3 Replies Latest reply on Feb 27, 2008 12:05 PM by belaban

    TCP clustering problem

    tyke16

      I am having difficulty getting a four node, TCP based JGroups (2.4.1)cluster operating properly.
      The cluster will function as expected until the coordinator dies or is gracefully shut down. At that point the three remaining nodes do not 'elect' a new coordinator and are forever waiting for the old coordinator to come back online.
      However, when I try re-introducing the previous coordinator into the cluster, it hangs trying to re-establish itself to the coordinator (itself) as defined by the other nodes.
      I've tested this same scenario using UDP multicast communication and it works fine. However, TCP is the only option we have in our target production environment.
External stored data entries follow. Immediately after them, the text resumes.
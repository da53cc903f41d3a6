//! Invoice domain types.
//!
//! This module provides:
//! - `Invoice` rows as fetched from the AR and AP tables
//! - `InvoiceStatus` and `InvoiceLedger` enums
//! - `InvoiceRow`, an invoice plus fields derived against an as-of date

pub mod error;
pub mod row;
pub mod types;

pub use error::InvoiceError;
pub use row::InvoiceRow;
pub use types::*;
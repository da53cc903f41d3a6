//! AR/AP reporting server.
//!
//! Main entry point: loads configuration, wires the warehouse-backed invoice
//! source into the router and serves HTTP.

use std::sync::Arc;

use tokio::net::TcpListener;
use tracing::info;
use tracing_subscriber::{layer::SubscriberExt, util::SubscriberInitExt};

use arap_api::{AppState, create_router};
use arap_core::reports::ReportOptions;
use arap_db::{InvoiceRepository, LazyConnection};
use arap_shared::AppConfig;

#[tokio::main]
async fn main() -> anyhow::Result<()> {
    // Load environment variables from .env file
    dotenvy::dotenv().ok();

    tracing_subscriber::registry()
        .with(
            tracing_subscriber::EnvFilter::try_from_default_env()
                .unwrap_or_else(|_| "arap=debug,tower_http=debug".into()),
        )
        .with(tracing_subscriber::fmt::layer())
        .init();

    let config = AppConfig::load()?;

    // The warehouse is contacted on the first report request, not at startup.
    let connection = Arc::new(LazyConnection::new(config.warehouse.clone()));
    let repository = InvoiceRepository::new(connection);

    let options = ReportOptions::from(&config.report);
    info!(
        period_days = options.period_days,
        mean_days_basis = ?options.mean_days_basis,
        forecast_window = options.forecast_window,
        "Report options loaded"
    );

    let state = AppState {
        source: Arc::new(repository),
        options,
    };
    let app = create_router(state);

    let addr = format!("{}:{}", config.server.host, config.server.port);
    let listener = TcpListener::bind(&addr).await?;
    info!("Server listening on {}", addr);

    axum::serve(listener, app).await?;

    Ok(())
}
//! Liveness endpoint.

use axum::{Json, Router, routing::get};
use serde::Serialize;

use crate::AppState;

/// Liveness payload. Does not touch the warehouse.
#[derive(Debug, Serialize)]
pub struct HealthResponse {
    /// Always `healthy` when the process answers.
    pub status: &'static str,
    /// Crate that served the request.
    pub service: &'static str,
    /// Crate version.
    pub version: &'static str,
}

async fn health_check() -> Json<HealthResponse> {
    Json(HealthResponse {
        status: "healthy",
        service: env!("CARGO_PKG_NAME"),
        version: env!("CARGO_PKG_VERSION"),
    })
}

/// Creates the health route.
pub fn routes() -> Router<AppState> {
    Router::new().route("/health", get(health_check))
}

#[cfg(test)]
mod tests {
    use std::sync::Arc;

    use axum::{
        body::Body,
        http::{Request, StatusCode},
    };
    use http_body_util::BodyExt;
    use tower::ServiceExt;

    use arap_core::reports::ReportOptions;
    use arap_core::source::MemorySource;

    use crate::{AppState, create_router};

    #[tokio::test]
    async fn test_health_without_warehouse() {
        let app = create_router(AppState {
            source: Arc::new(MemorySource::default()),
            options: ReportOptions::default(),
        });

        let response = app
            .oneshot(Request::builder().uri("/api/v1/health").body(Body::empty()).unwrap())
            .await
            .unwrap();
        assert_eq!(response.status(), StatusCode::OK);

        let body = response.into_body().collect().await.unwrap().to_bytes();
        let json: serde_json::Value = serde_json::from_slice(&body).unwrap();
        assert_eq!(json["status"], "healthy");
        assert_eq!(json["service"], "arap-api");
    }
}
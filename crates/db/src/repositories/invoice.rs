//! Invoice repository: runs parameterized invoice reads against the warehouse.

use async_trait::async_trait;
use chrono::NaiveDate;
use rust_decimal::Decimal;
use sea_orm::{ConnectionTrait, DbErr, FromQueryResult, Statement, Value};
use std::sync::Arc;
use tracing::{debug, error};

use arap_core::invoice::{Invoice, InvoiceStatus};
use arap_core::query::{InvoiceQuery, QueryParam};
use arap_core::source::{FetchError, InvoiceSource};

use crate::LazyConnection;

/// Row shape produced by `InvoiceQuery` SQL (column aliases match field names).
#[derive(Debug, Clone, FromQueryResult)]
pub struct InvoiceRecord {
    /// Invoice ID.
    pub id: String,
    /// Customer or vendor name.
    pub counterparty_name: String,
    /// Invoice date.
    pub invoice_date: NaiveDate,
    /// Due date.
    pub due_date: NaiveDate,
    /// Amount.
    pub amount: Decimal,
    /// Raw status label.
    pub status: String,
}

impl TryFrom<InvoiceRecord> for Invoice {
    type Error = FetchError;

    fn try_from(record: InvoiceRecord) -> Result<Self, Self::Error> {
        let status = record
            .status
            .parse::<InvoiceStatus>()
            .map_err(|e| FetchError::Decode(format!("invoice {}: {e}", record.id)))?;

        let invoice = Self {
            id: record.id,
            counterparty_name: record.counterparty_name,
            invoice_date: record.invoice_date,
            due_date: record.due_date,
            amount: record.amount,
            status,
        };
        invoice
            .validate()
            .map_err(|e| FetchError::Decode(e.to_string()))?;
        Ok(invoice)
    }
}

/// Converts a bound parameter to a `SeaORM` value.
#[must_use]
pub fn to_value(param: &QueryParam) -> Value {
    match param {
        QueryParam::Text(s) => Value::from(s.clone()),
        QueryParam::Date(d) => Value::from(*d),
    }
}

/// Sorts a database error into the fetch failure taxonomy.
#[must_use]
pub fn classify_db_error(err: DbErr) -> FetchError {
    match err {
        DbErr::Conn(_) | DbErr::ConnectionAcquire(_) => FetchError::Connection(err.to_string()),
        DbErr::Type(_) | DbErr::TryIntoErr { .. } => FetchError::Decode(err.to_string()),
        other => FetchError::Query(other.to_string()),
    }
}

/// Invoice repository backed by the warehouse connection.
#[derive(Debug, Clone)]
pub struct InvoiceRepository {
    connection: Arc<LazyConnection>,
}

impl InvoiceRepository {
    /// Creates a new invoice repository over a shared lazy connection.
    #[must_use]
    pub const fn new(connection: Arc<LazyConnection>) -> Self {
        Self { connection }
    }

    /// Runs `query` and returns the raw records.
    ///
    /// # Errors
    ///
    /// Returns `FetchError::Connection` when the connection cannot be opened and
    /// `FetchError::Query` when the statement fails.
    pub async fn fetch_records(
        &self,
        query: &InvoiceQuery,
    ) -> Result<Vec<InvoiceRecord>, FetchError> {
        let db = self
            .connection
            .get()
            .await
            .map_err(|e| FetchError::Connection(e.to_string()))?;

        let stmt = Statement::from_sql_and_values(
            db.get_database_backend(),
            query.sql.as_str(),
            query.params.iter().map(to_value),
        );

        debug!(
            ledger = %query.ledger,
            params = query.params.len(),
            "Fetching invoices"
        );

        InvoiceRecord::find_by_statement(stmt)
            .all(db)
            .await
            .map_err(classify_db_error)
    }
}

#[async_trait]
impl InvoiceSource for InvoiceRepository {
    async fn fetch(&self, query: &InvoiceQuery) -> Result<Vec<Invoice>, FetchError> {
        let records = self.fetch_records(query).await.inspect_err(|e| {
            error!(ledger = %query.ledger, error = %e, "Invoice fetch failed");
        })?;

        let invoices = records
            .into_iter()
            .map(Invoice::try_from)
            .collect::<Result<Vec<_>, _>>()?;

        debug!(ledger = %query.ledger, rows = invoices.len(), "Fetched invoices");
        Ok(invoices)
    }
}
      Any help would be great. Here is a snippet of my cluster configuration:
      ++++++++++++++
      <TCP loopback="true"
      start_port="6006"
      bind_addr="10.10.21.73"/>
      <TCPPING initial_hosts="vhcertrh01[6006],vhcertrh01[6106],vhcertrh02[6006],vhcertrh02[6106]"
      port_range="10"
      timeout="3000"
      num_initial_members="2"/>
      <pbcast.NAKACK gc_lag="50"
      retransmit_timeout="600,1200,2400,4800"
      max_xmit_size="8192"
      up_thread="false"
      down_thread="false"/>
      <UNICAST timeout="600,1200,2400"
      window_size="100"
      min_threshold="10"
      down_thread="false"/>
      <pbcast.STABLE desired_avg_gossip="20000"
      up_thread="false"
      down_thread="false"/>
      <FRAG frag_size="8192"
      down_thread="false"
      up_thread="false"/>
      <pbcast.GMS join_timeout="5000"
      join_retry_timeout="2000"
      shun="true"
      print_local_addr="true"/>
      <pbcast.STATE_TRANSFER
      up_thread="true"
      down_thread="true"/>
      <FD timeout="2500"
      max_tries="3"
      shun="true"/>
      <FD_SOCK />
      ++++++++++++++++++++++++++
      Thanks,
      Tyke